Hitler’s hopes of taking Moscow before winter were revived by the destruction of a huge Soviet force in Ukraine, and he reassigned a sizable part of the German Army to the Moscow offensive. On 7 October most of the Red Army’s Western and Reserve Fronts were encircled in the vicinity of Vyazma, and on 9 October the Bryansk Front was also surrounded. The road to Moscow had been cleared. The fighter pilot Aleksandr Golovanov describes how he was summoned to Stalin’s office around this time. He found the vozhd alone, sitting silently in his chair with some untouched food before him.
I had never seen Stalin like this.
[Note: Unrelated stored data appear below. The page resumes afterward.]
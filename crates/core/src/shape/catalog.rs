//! The set of canonical entity definitions and named value objects.

use std::sync::LazyLock;

use indexmap::IndexMap;
use regex::Regex;

use super::augmentation::{Augmentation, RESERVED_FIELDS};
use super::error::{child_path, element_path, ShapeError, ROOT_PATH};
use super::field::{Field, FieldType};
use super::model::Shape;

static TYPE_NAME_RE: LazyLock<Regex> =
    LazyLock::new(|| Regex::new(r"^[A-Z][A-Za-z0-9]*$").expect("valid regex"));

static FIELD_NAME_RE: LazyLock<Regex> =
    LazyLock::new(|| Regex::new(r"^[a-z][a-z0-9_]*$").expect("valid regex"));

/// Entity names whose generated module would collide with the shared
/// `index` and `augmentations` modules.
pub const RESERVED_ENTITY_NAMES: &[&str] = &["Index", "Augmentations"];

/// What a name resolves to in a catalog.
#[derive(Debug, Clone, Copy)]
pub enum Resolved<'a> {
    Entity(&'a Shape),
    Object(&'a IndexMap<String, Field>),
}

#[derive(Debug, Clone, Default, PartialEq, Eq)]
pub struct Catalog {
    entities: IndexMap<String, Shape>,
    objects: IndexMap<String, IndexMap<String, Field>>,
}

impl Catalog {
    pub fn new() -> Self {
        Self::default()
    }

    /// Register a canonical entity definition.
    ///
    /// Rejects entities that are not canonical (both augmentations), that
    /// declare a reserved augmentation field themselves, or that break the
    /// naming rules. [`RESERVED_ENTITY_NAMES`] are refused as entity names.
    pub fn insert_entity(&mut self, shape: Shape) -> Result<(), ShapeError> {
        let entity = shape.name.clone();
        check_type_name(&entity, &entity)?;
        if RESERVED_ENTITY_NAMES.contains(&entity.as_str()) {
            return Err(ShapeError::definition(
                &entity,
                ROOT_PATH,
                format!("`{entity}` is reserved for a generated module name"),
            ));
        }
        self.check_unused(&entity)?;

        for aug in Augmentation::ALL {
            if !shape.augmentations.contains(*aug) {
                return Err(ShapeError::definition(
                    &entity,
                    ROOT_PATH,
                    format!("missing `{aug}` augmentation; entities must be declared canonical"),
                ));
            }
        }

        for name in shape.fields.keys() {
            if RESERVED_FIELDS.contains(&name.as_str()) {
                return Err(ShapeError::definition(
                    &entity,
                    name,
                    format!("`{name}` is reserved for the identity/metadata augmentations"),
                ));
            }
        }
        check_fields(&entity, "", &shape.fields)?;

        self.entities.insert(entity, shape);
        Ok(())
    }

    /// Register a named plain value object.
    pub fn insert_object(
        &mut self,
        name: impl Into<String>,
        fields: IndexMap<String, Field>,
    ) -> Result<(), ShapeError> {
        let name = name.into();
        check_type_name(&name, &name)?;
        self.check_unused(&name)?;
        check_fields(&name, "", &fields)?;
        self.objects.insert(name, fields);
        Ok(())
    }

    fn check_unused(&self, name: &str) -> Result<(), ShapeError> {
        if self.entities.contains_key(name) || self.objects.contains_key(name) {
            return Err(ShapeError::definition(
                name,
                ROOT_PATH,
                format!("`{name}` is declared more than once"),
            ));
        }
        Ok(())
    }

    pub fn entity(&self, name: &str) -> Option<&Shape> {
        self.entities.get(name)
    }

    pub fn require_entity(&self, name: &str) -> Result<&Shape, ShapeError> {
        self.entities
            .get(name)
            .ok_or_else(|| ShapeError::UnknownEntity(name.to_string()))
    }

    pub fn object(&self, name: &str) -> Option<&IndexMap<String, Field>> {
        self.objects.get(name)
    }

    pub fn resolve(&self, name: &str) -> Option<Resolved<'_>> {
        if let Some(shape) = self.entities.get(name) {
            return Some(Resolved::Entity(shape));
        }
        self.objects.get(name).map(Resolved::Object)
    }

    /// Entities in declaration order.
    pub fn entities(&self) -> impl Iterator<Item = &Shape> {
        self.entities.values()
    }

    /// Named objects in declaration order.
    pub fn objects(&self) -> impl Iterator<Item = (&str, &IndexMap<String, Field>)> {
        self.objects.iter().map(|(k, v)| (k.as_str(), v))
    }

    pub fn len(&self) -> usize {
        self.entities.len()
    }

    pub fn is_empty(&self) -> bool {
        self.entities.is_empty()
    }

    /// Project every entity with every method, surfacing the first error.
    pub fn validate(&self) -> Result<(), ShapeError> {
        super::projection::project_all(self).map(|_| ())
    }
}

fn check_type_name(entity: &str, name: &str) -> Result<(), ShapeError> {
    if TYPE_NAME_RE.is_match(name) {
        Ok(())
    } else {
        Err(ShapeError::definition(
            entity,
            ROOT_PATH,
            format!("type name `{name}` must be PascalCase"),
        ))
    }
}

fn check_fields(
    entity: &str,
    parent: &str,
    fields: &IndexMap<String, Field>,
) -> Result<(), ShapeError> {
    for (name, field) in fields {
        let path = child_path(parent, name);
        if !FIELD_NAME_RE.is_match(name) {
            return Err(ShapeError::definition(
                entity,
                &path,
                format!("field name `{name}` must be snake_case"),
            ));
        }
        check_type(entity, &path, &field.ty)?;
    }
    Ok(())
}

fn check_type(entity: &str, path: &str, ty: &FieldType) -> Result<(), ShapeError> {
    match ty {
        FieldType::Enum(values) => {
            if values.is_empty() {
                return Err(ShapeError::definition(entity, path, "enum has no values"));
            }
            for (i, v) in values.iter().enumerate() {
                if values[..i].contains(v) {
                    return Err(ShapeError::definition(
                        entity,
                        path,
                        format!("enum value `{v}` is listed twice"),
                    ));
                }
            }
            Ok(())
        }
        FieldType::Nullable(inner) => {
            if inner.is_nullable() {
                return Err(ShapeError::definition(entity, path, "nullable of nullable"));
            }
            check_type(entity, path, inner)
        }
        FieldType::Array(inner) | FieldType::Set(inner) => {
            check_type(entity, &element_path(path), inner)
        }
        FieldType::Object(fields) => check_fields(entity, path, fields),
        FieldType::Entity { name, .. } | FieldType::Ref(name) => {
            check_type_name(entity, name).map_err(|_| {
                let reason = format!("type name `{name}` must be PascalCase");
                ShapeError::definition(entity, path, reason)
            })
        }
        _ => Ok(()),
    }
}

#[cfg(test)]
mod tests {
    use super::*;
    use crate::shape::{canonical, with_identity};
    use assert_matches::assert_matches;

    fn dealership() -> Shape {
        canonical(
            Shape::new("Dealership")
                .field("name", FieldType::String)
                .field("city", FieldType::nullable(FieldType::String)),
        )
    }

    #[test]
    fn accepts_canonical_entity() {
        let mut catalog = Catalog::new();
        catalog.insert_entity(dealership()).unwrap();
        assert_eq!(catalog.len(), 1);
        assert!(catalog.entity("Dealership").is_some());
    }

    #[test]
    fn rejects_missing_metadata() {
        let mut catalog = Catalog::new();
        let shape = with_identity(Shape::new("Dealership").field("name", FieldType::String));
        let err = catalog.insert_entity(shape).unwrap_err();
        assert_matches!(err, ShapeError::Definition { ref reason, .. } if reason.contains("metadata"));
    }

    #[test]
    fn rejects_reserved_field_name() {
        let mut catalog = Catalog::new();
        let shape = canonical(Shape::new("Dealership").field("version", FieldType::String));
        let err = catalog.insert_entity(shape).unwrap_err();
        assert_matches!(err, ShapeError::Definition { ref path, .. } if path == "version");
    }

    #[test]
    fn reserved_names_are_allowed_inside_value_objects() {
        let mut catalog = Catalog::new();
        let shape = canonical(Shape::new("Proof").field(
            "artwork",
            FieldType::object([("version", Field::required(FieldType::Integer))]),
        ));
        catalog.insert_entity(shape).unwrap();
    }

    #[test]
    fn rejects_reserved_entity_names() {
        for name in RESERVED_ENTITY_NAMES {
            let mut catalog = Catalog::new();
            let err = catalog
                .insert_entity(canonical(Shape::new(*name).field("label", FieldType::String)))
                .unwrap_err();
            assert_matches!(
                err,
                ShapeError::Definition { ref entity, ref reason, .. }
                    if entity == name && reason.contains("reserved")
            );
        }
    }

    #[test]
    fn rejects_duplicate_names_across_kinds() {
        let mut catalog = Catalog::new();
        catalog.insert_entity(dealership()).unwrap();
        let err = catalog
            .insert_object("Dealership", IndexMap::new())
            .unwrap_err();
        assert_matches!(err, ShapeError::Definition { .. });
    }

    #[test]
    fn rejects_bad_identifiers() {
        let mut catalog = Catalog::new();
        assert!(catalog
            .insert_entity(canonical(Shape::new("dealership")))
            .is_err());
        let err = catalog
            .insert_entity(canonical(Shape::new("Dealer").field("Name", FieldType::String)))
            .unwrap_err();
        assert_matches!(err, ShapeError::Definition { ref path, .. } if path == "Name");
    }

    #[test]
    fn rejects_empty_and_duplicate_enums() {
        let mut catalog = Catalog::new();
        let empty = canonical(Shape::new("Order").field("status", FieldType::Enum(vec![])));
        assert!(catalog.insert_entity(empty).is_err());
        let dup = canonical(
            Shape::new("Order").field("status", FieldType::enumeration(["open", "open"])),
        );
        assert!(catalog.insert_entity(dup).is_err());
    }

    #[test]
    fn nested_paths_are_reported() {
        let mut catalog = Catalog::new();
        let shape = canonical(Shape::new("Project").field(
            "rooms",
            FieldType::array(FieldType::object([(
                "Label",
                Field::required(FieldType::String),
            )])),
        ));
        let err = catalog.insert_entity(shape).unwrap_err();
        assert_matches!(err, ShapeError::Definition { ref path, .. } if path == "rooms[].Label");
    }

    #[test]
    fn resolve_distinguishes_entities_and_objects() {
        let mut catalog = Catalog::new();
        catalog.insert_entity(dealership()).unwrap();
        catalog
            .insert_object(
                "Dimensions",
                IndexMap::from([("width".to_string(), Field::required(FieldType::Number))]),
            )
            .unwrap();
        assert_matches!(catalog.resolve("Dealership"), Some(Resolved::Entity(_)));
        assert_matches!(catalog.resolve("Dimensions"), Some(Resolved::Object(_)));
        assert_matches!(catalog.resolve("Missing"), None);
    }

    #[test]
    fn require_entity_reports_unknown() {
        let catalog = Catalog::new();
        assert_eq!(
            catalog.require_entity("Ghost").unwrap_err(),
            ShapeError::UnknownEntity("Ghost".to_string())
        );
    }
}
The silence was oppressive.
“A great misfortune, a great sorrow has befallen us,” I finally heard Stalin’s quiet but distinct voice say. “The German has broken through our defenses outside Vyazma.…”
After a pause, either asking me or talking to himself, Stalin said just as quietly:
“What are we going to do? What are we going to do?! …”
He then raised his head and looked at me. Never before or after have I seen a human face express such horrible emotional anguish. We had met and spoken just two days before, but in those two days he had grown extremely haggard.65
According to Zhukov, Stalin was suffering from influenza at the time, but staying in bed was not an option. He continued to work, overseeing defensive preparations and the redeployment of all possible reserves to the outskirts of Moscow. As part of this effort, Zhukov was called from the Leningrad Front and put in command of the defense of Moscow. On 8 October Stalin signed a State Defense Committee order to prepare to destroy 1,119 plants and factories in the city and oblast of Moscow.66 On 14 October the Germans captured Rzhev and Kalinin. They were just kilometers from Moscow.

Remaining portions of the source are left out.